A common misconception is that VoIP is an unproven technology. The fact is that the vast majority of telephone carriers in the world such as AT&T, Sprint and Verizon use VoIP in their switching infrastructure, so every call made is actually a VoIP call, even if made on antiquated rotary phones.
Another misconception about VoIP is that the sound quality is poor. This is perpetuated by low quality VoIP providers that cut corners or lack the expertise in delivering a business-grade solution. When implemented properly, VoIP sound quality is superior to copper lines. Quality providers have sophisticated devices that constantly track factors that could affect sound quality during calls.
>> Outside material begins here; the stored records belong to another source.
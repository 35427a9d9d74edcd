//! Server-level API endpoints

use crate::ServerClient;
use crate::error::Result;
use ciwi_core::domain::project::VaultConnection;
use ciwi_core::dto::state::{ServerUpdateRequest, StateSnapshot, UpdateProgress};

impl ServerClient {
    /// Check that the server is up
    pub async fn health(&self) -> Result<()> {
        let url = format!("{}/healthz", self.base_url);
        let response = self.client.get(&url).send().await?;

        self.handle_empty_response(response).await
    }

    /// One state snapshot, as streamed to GUI clients
    pub async fn state_snapshot(&self) -> Result<StateSnapshot> {
        let url = self.api_url("/state");
        let response = self.client.get(&url).send().await?;

        self.handle_response(response).await
    }

    // =============================================================================
    // Vault Connections
    // =============================================================================

    /// Create or replace a vault connection
    pub async fn save_vault_connection(&self, conn: &VaultConnection) -> Result<VaultConnection> {
        let url = self.api_url("/vault/connections");
        let response = self.client.put(&url).json(conn).send().await?;

        self.handle_response(response).await
    }

    /// List vault connections
    pub async fn list_vault_connections(&self) -> Result<Vec<VaultConnection>> {
        let url = self.api_url("/vault/connections");
        let response = self.client.get(&url).send().await?;

        self.handle_response(response).await
    }

    // =============================================================================
    // Server Self-Update
    // =============================================================================

    /// Ask the server to update itself to `target`
    pub async fn request_server_update(&self, target: &str) -> Result<UpdateProgress> {
        let url = self.api_url("/server/update");
        let req = ServerUpdateRequest {
            target: target.to_string(),
        };
        let response = self.client.post(&url).json(&req).send().await?;

        self.handle_response(response).await
    }

    /// Progress of the last server update
    pub async fn server_update_progress(&self) -> Result<UpdateProgress> {
        let url = self.api_url("/server/update");
        let response = self.client.get(&url).send().await?;

        self.handle_response(response).await
    }
}
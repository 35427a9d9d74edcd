//! Update helper
//!
//! The generic update path: a copy of the running binary is started in
//! `update-helper` mode, waits for its parent to exit, swaps the new binary
//! into place and relaunches it with the original arguments.

use std::ffi::OsString;
use std::path::{Path, PathBuf};
use std::process::{Command, Stdio};
use std::time::{Duration, Instant};

use chrono::Utc;

use crate::error::{Result, UpdateError};

/// Subcommand the helper copy is started with
pub const HELPER_SUBCOMMAND: &str = "update-helper";

const PARENT_EXIT_TIMEOUT: Duration = Duration::from_secs(30);

/// Arguments of a helper invocation
#[derive(Debug, Clone, PartialEq, Eq)]
pub struct HelperArgs {
    /// Binary to replace
    pub target: PathBuf,
    /// Verified new binary
    pub new: PathBuf,
    /// Process to wait for
    pub pid: u32,
    /// Arguments the target is relaunched with
    pub args: Vec<String>,
}

impl HelperArgs {
    /// Command line for the helper process
    pub fn to_argv(&self) -> Vec<OsString> {
        let mut argv: Vec<OsString> = vec![
            HELPER_SUBCOMMAND.into(),
            "--target".into(),
            self.target.clone().into(),
            "--new".into(),
            self.new.clone().into(),
            "--pid".into(),
            self.pid.to_string().into(),
        ];
        for arg in &self.args {
            argv.push("--arg".into());
            argv.push(arg.into());
        }
        argv
    }
}

/// Path of the timestamped helper copy next to `current`
pub fn helper_path(current: &Path) -> PathBuf {
    let stem = current
        .file_stem()
        .map(|s| s.to_string_lossy().into_owned())
        .unwrap_or_else(|| "ciwi".to_string());
    let ext = current
        .extension()
        .map(|e| format!(".{}", e.to_string_lossy()))
        .unwrap_or_default();
    let name = format!("{stem}-update-helper-{}{ext}", Utc::now().format("%Y%m%d%H%M%S"));
    current.with_file_name(name)
}

/// `<target>.bak`
pub fn backup_path(target: &Path) -> PathBuf {
    let mut name = target.file_name().map(OsString::from).unwrap_or_default();
    name.push(".bak");
    target.with_file_name(name)
}

/// Copy the running binary and start it in helper mode
pub fn spawn_helper(current_exe: &Path, args: &HelperArgs) -> Result<PathBuf> {
    let helper = helper_path(current_exe);
    std::fs::copy(current_exe, &helper)?;
    set_executable(&helper)?;

    Command::new(&helper)
        .args(args.to_argv())
        .stdin(Stdio::null())
        .spawn()?;

    tracing::info!(helper = %helper.display(), pid = args.pid, "Update helper started");
    Ok(helper)
}

/// Helper-mode entry point
///
/// On unix this only returns on failure: a successful relaunch replaces the
/// helper process.
pub fn run_helper(args: &HelperArgs) -> Result<()> {
    wait_for_exit(args.pid, PARENT_EXIT_TIMEOUT);

    let backup = swap_binaries(&args.target, &args.new)?;
    tracing::info!(binary = %args.target.display(), "Binary replaced, relaunching");

    if let Err(e) = relaunch(&args.target, &args.args) {
        tracing::error!("Relaunch failed, rolling back: {}", e);
        rollback(&args.target, &backup)?;
        relaunch(&args.target, &args.args)?;
        return Err(UpdateError::Io(e));
    }
    Ok(())
}

/// Move `new` over `target`, keeping the old binary as `<target>.bak`
///
/// The new binary is first copied next to the target so the final step is
/// a same-filesystem rename.
pub fn swap_binaries(target: &Path, new: &Path) -> Result<PathBuf> {
    let backup = backup_path(target);
    let mut incoming = target.as_os_str().to_owned();
    incoming.push(".new");
    let incoming = PathBuf::from(incoming);

    std::fs::copy(new, &incoming)?;
    set_executable(&incoming)?;

    match std::fs::remove_file(&backup) {
        Err(e) if e.kind() != std::io::ErrorKind::NotFound => return Err(e.into()),
        _ => {}
    }
    let had_target = target.exists();
    if had_target {
        std::fs::rename(target, &backup)?;
    }

    if let Err(e) = std::fs::rename(&incoming, target) {
        if had_target {
            let _ = std::fs::rename(&backup, target);
        }
        let _ = std::fs::remove_file(&incoming);
        return Err(e.into());
    }

    let _ = std::fs::remove_file(new);
    Ok(backup)
}

/// Put the backup back in place
pub fn rollback(target: &Path, backup: &Path) -> Result<()> {
    if !backup.exists() {
        return Ok(());
    }
    match std::fs::remove_file(target) {
        Err(e) if e.kind() != std::io::ErrorKind::NotFound => return Err(e.into()),
        _ => {}
    }
    std::fs::rename(backup, target)?;
    Ok(())
}

fn wait_for_exit(pid: u32, timeout: Duration) {
    let deadline = Instant::now() + timeout;
    while process_alive(pid) {
        if Instant::now() >= deadline {
            tracing::warn!(pid, "Parent still running, swapping anyway");
            return;
        }
        std::thread::sleep(Duration::from_millis(100));
    }
}

#[cfg(unix)]
fn process_alive(pid: u32) -> bool {
    use nix::sys::signal::kill;
    use nix::unistd::Pid;

    kill(Pid::from_raw(pid as i32), None).is_ok()
}

#[cfg(not(unix))]
fn process_alive(_pid: u32) -> bool {
    // No cheap liveness probe; give the parent time to exit.
    std::thread::sleep(Duration::from_secs(2));
    false
}

#[cfg(unix)]
fn relaunch(target: &Path, args: &[String]) -> std::io::Result<()> {
    use std::os::unix::process::CommandExt;

    // `exec` only returns on error.
    Err(Command::new(target).args(args).exec())
}

#[cfg(not(unix))]
fn relaunch(target: &Path, args: &[String]) -> std::io::Result<()> {
    Command::new(target).args(args).spawn().map(|_| ())
}

#[cfg(unix)]
pub(crate) fn set_executable(path: &Path) -> std::io::Result<()> {
    use std::os::unix::fs::PermissionsExt;

    std::fs::set_permissions(path, std::fs::Permissions::from_mode(0o755))
}

#[cfg(not(unix))]
pub(crate) fn set_executable(_path: &Path) -> std::io::Result<()> {
    Ok(())
}
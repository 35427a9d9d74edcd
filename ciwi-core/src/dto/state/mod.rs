//! WatchState stream snapshots

use chrono::{DateTime, Utc};
use serde::{Deserialize, Serialize};

use crate::domain::agent::AgentInfo;
use crate::domain::project::ProjectSummary;

/// One periodic snapshot on the observational state stream
#[derive(Debug, Clone, Default, Serialize, Deserialize)]
#[serde(default)]
pub struct StateSnapshot {
    pub stream_id: String,
    pub seq: u64,
    pub sent_utc: DateTime<Utc>,
    pub server_info: ServerInfo,
    pub projects: Vec<ProjectSummary>,
    pub agents: Vec<AgentInfo>,
    pub jobs_summary: JobsSummary,
}

#[derive(Debug, Clone, Default, PartialEq, Serialize, Deserialize)]
#[serde(default)]
pub struct ServerInfo {
    pub name: String,
    pub version: String,
    pub update_status: String,
}

#[derive(Debug, Clone, Default, PartialEq, Eq, Serialize, Deserialize)]
#[serde(default)]
pub struct JobsSummary {
    pub queued_count: u64,
    pub history_count: u64,
    pub queued_group_count: u64,
    pub history_group_count: u64,
}

/// Request to update the server binary
#[derive(Debug, Clone, Default, Serialize, Deserialize)]
#[serde(default)]
pub struct ServerUpdateRequest {
    pub target: String,
}

/// Recorded progress of a server self-update
#[derive(Debug, Clone, Default, PartialEq, Eq, Serialize, Deserialize)]
#[serde(default)]
pub struct UpdateProgress {
    pub status: String,
    pub target: String,
    pub message: String,
}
High Definition (HD) phones provide a sound quality that is so clear, you might think the person you’re talking to is actually in the same room. Read more about HD audio here.
VoIP can be used in conjunction with a premise-based phone system (PBX or key system), or with a hosted solution. Both solutions offer distinct advantages in different scenarios. Most decision makers focus on purchase price and monthly costs when considering a new system, but it is critical to consider factors such as scalability, disaster recovery, feature integration, and technology refresh as well.